As a typical example, I replaced
local
eht: HASH_TABLE [EXPRESSION, EXPRESSION]
do
…
from
eht := item (e)
eht.start
until
eht.off
loop
Result.extend (eht.key_for_iteration)
eht.forth
end
by
across item (e) as eht loop Result.extend (eht.key) end
which also gets rid of the local variable declaration. The second form is syntactic sugar for the first, but I find it justified.
Another case, involving nested loops:
– Previously:
from
other.start
until
other.off
loop
oht := other.item_for_iteration
e := other.key_for_iteration
from
oht.start
until
oht.off
loop
put (e, oht.item_for_iteration)
oht.forth
end
other.forth
end
– Now:
across other as o loop
across o.item as oht loop put (o.key, oht.item) end
end
here getting rid of two local variable declarations (although I might for efficiency reintroduce the variable e to compute o.key just once).
It is important to note that these are not your grandmother’s typical loops: they iterate on complex data structures, specifically hash tables where the keys are lists and the items are themselves hash tables, with lists as both items and keys.

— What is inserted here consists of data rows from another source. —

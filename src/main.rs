//! Geris - 自然语言驱动的 Gitea 议题管理
//!
//! 入口：解析参数、加载配置、构建动作注册表与编排器，然后运行 TUI 或一次性对话。

use std::path::{Path, PathBuf};
use std::process::ExitCode;
use std::sync::Arc;

use anyhow::Context;
use clap::Parser;
use tokio::sync::mpsc;

use geris::actions::{ActionRegistry, Dispatcher};
use geris::config::{default_config_path, load_config};
use geris::core::{spawn_session, Orchestrator};
use geris::gitea::{GiteaActions, GiteaClient};
use geris::llm::{ChatTransport, OpenAiTransport};
use geris::observability;
use geris::transcript::{ChannelSink, FanoutSink, FileTranscriptSink, TracingSink};
use geris::ui::run_app;

#[derive(Debug, Parser)]
#[command(
    name = "geris",
    about = "Manage Gitea issues, labels and milestones in plain language",
    after_help = "Examples:\n  geris -p 'list open issues on acme/web'\n  geris -d -g staging\n  geris --list-actions"
)]
struct Cli {
    #[arg(short = 'c', long = "config", help = "Config file (default: ~/.gerisrc)")]
    config: Option<PathBuf>,
    #[arg(short = 'd', long = "debug", help = "Write per-turn transcript files and show the debug pane")]
    debug: bool,
    #[arg(short = 'g', long = "gitea", default_value = "default", help = "Gitea profile name")]
    gitea: String,
    #[arg(short = 'o', long = "openai", default_value = "default", help = "OpenAI profile name")]
    openai: String,
    #[arg(short = 'p', long = "prompt", help = "Run one conversation headless and print the result")]
    prompt: Option<String>,
    #[arg(long = "list-actions", help = "Print the compiled action catalog as JSON and exit")]
    list_actions: bool,
}

#[tokio::main]
async fn main() -> anyhow::Result<ExitCode> {
    let cli = Cli::parse();
    let headless = cli.prompt.is_some() || cli.list_actions;

    let config_path = cli
        .config
        .clone()
        .or_else(default_config_path)
        .context("HOME is not set; pass -c <config>")?;
    let cfg = load_config(&config_path)
        .with_context(|| format!("Failed to load config {}", config_path.display()))?;

    // TUI 占用终端，日志写文件
    if headless {
        observability::init();
    } else {
        let log_path = log_file_path(&cfg.debug.dir)?;
        observability::init_file(&log_path)
            .with_context(|| format!("Failed to open log file {}", log_path.display()))?;
    }

    let gitea = cfg.gitea_profile(&cli.gitea)?;
    let client = GiteaClient::new(&gitea.uri, &gitea.token, cfg.chat.action_timeout_secs)
        .context("Failed to build Gitea client")?;
    let registry = Arc::new(
        ActionRegistry::from_provider(&GiteaActions::new(client))
            .context("Failed to build action registry")?,
    );

    if cli.list_actions {
        println!("{}", serde_json::to_string_pretty(registry.tool_catalog())?);
        return Ok(ExitCode::SUCCESS);
    }

    let openai = cfg.openai_profile(&cli.openai)?;
    let transport = Arc::new(OpenAiTransport::new(
        openai.uri.as_deref(),
        &openai.model,
        openai.token.as_deref(),
    ));
    tracing::info!(model = %openai.model, gitea = %gitea.uri, actions = registry.len(), "starting");

    let mut sink = FanoutSink::new().with(Arc::new(TracingSink));
    if cli.debug {
        let files = FileTranscriptSink::new(&cfg.debug.dir)
            .with_context(|| format!("Failed to create debug dir {}", cfg.debug.dir.display()))?;
        sink = sink.with(Arc::new(files));
    }
    let debug_rx = if cli.debug && !headless {
        let (tx, rx) = mpsc::unbounded_channel();
        sink = sink.with(Arc::new(ChannelSink::new(tx)));
        Some(rx)
    } else {
        None
    };

    let orchestrator = Orchestrator::new(
        transport.clone(),
        Dispatcher::new(registry, cfg.chat.action_timeout_secs),
        cfg.orchestrator_config(),
    )
    .with_sink(Arc::new(sink));

    if let Some(prompt) = cli.prompt {
        let outcome = orchestrator.run(&prompt).await;
        println!("{}", outcome.to_markdown());
        let (prompt_tokens, completion_tokens, total_tokens) = transport.token_usage();
        tracing::info!(prompt_tokens, completion_tokens, total_tokens, "token usage");
        return Ok(if outcome.is_finalized() {
            ExitCode::SUCCESS
        } else {
            ExitCode::FAILURE
        });
    }

    let (cmd_tx, state_rx) = spawn_session(Arc::new(orchestrator));
    run_app(state_rx, debug_rx, cmd_tx)
        .await
        .context("App run failed")?;

    Ok(ExitCode::SUCCESS)
}

/// TUI 日志文件路径；目录不存在时创建
fn log_file_path(dir: &Path) -> anyhow::Result<PathBuf> {
    std::fs::create_dir_all(dir)
        .with_context(|| format!("Failed to create debug dir {}", dir.display()))?;
    Ok(dir.join("geris.log"))
}

#[cfg(test)]
mod tests {
    use super::*;

    #[test]
    fn test_cli_defaults() {
        let cli = Cli::try_parse_from(["geris"]).unwrap();
        assert_eq!(cli.gitea, "default");
        assert_eq!(cli.openai, "default");
        assert!(!cli.debug);
        assert!(cli.prompt.is_none());
    }

    #[test]
    fn test_cli_short_flags() {
        let cli = Cli::try_parse_from([
            "geris", "-c", "/tmp/rc", "-d", "-g", "staging", "-o", "local", "-p", "list repos",
        ])
        .unwrap();
        assert_eq!(cli.config, Some(PathBuf::from("/tmp/rc")));
        assert!(cli.debug);
        assert_eq!(cli.gitea, "staging");
        assert_eq!(cli.openai, "local");
        assert_eq!(cli.prompt.as_deref(), Some("list repos"));
    }

    #[test]
    fn test_log_file_path_creates_dir() {
        let tmp = tempfile::tempdir().unwrap();
        let dir = tmp.path().join("debug").join("nested");
        let path = log_file_path(&dir).unwrap();
        assert!(dir.is_dir());
        assert_eq!(path, dir.join("geris.log"));
    }

    #[test]
    fn test_log_file_path_reports_unusable_dir() {
        let tmp = tempfile::tempdir().unwrap();
        let blocker = tmp.path().join("not-a-dir");
        std::fs::write(&blocker, "x").unwrap();
        let err = log_file_path(&blocker.join("sub")).unwrap_err();
        assert!(err.to_string().starts_with("Failed to create debug dir"));
    }
}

The mechanism is applicable to all the relevant data structures in EiffelBase (in other words, no need for the programmer to modify anything, just apply the across loop to any such structure), and can easily extended to any new structure that one wishes to define. In the short term at least, I still plan in my introductory teaching to show the explicit variants first, as it is important for beginners to understand how a loop works. (My hunch based on previous cases is that after a while we will feel comfortable introducing the abstract variants from the start, but it takes some time to learn how to do it right.)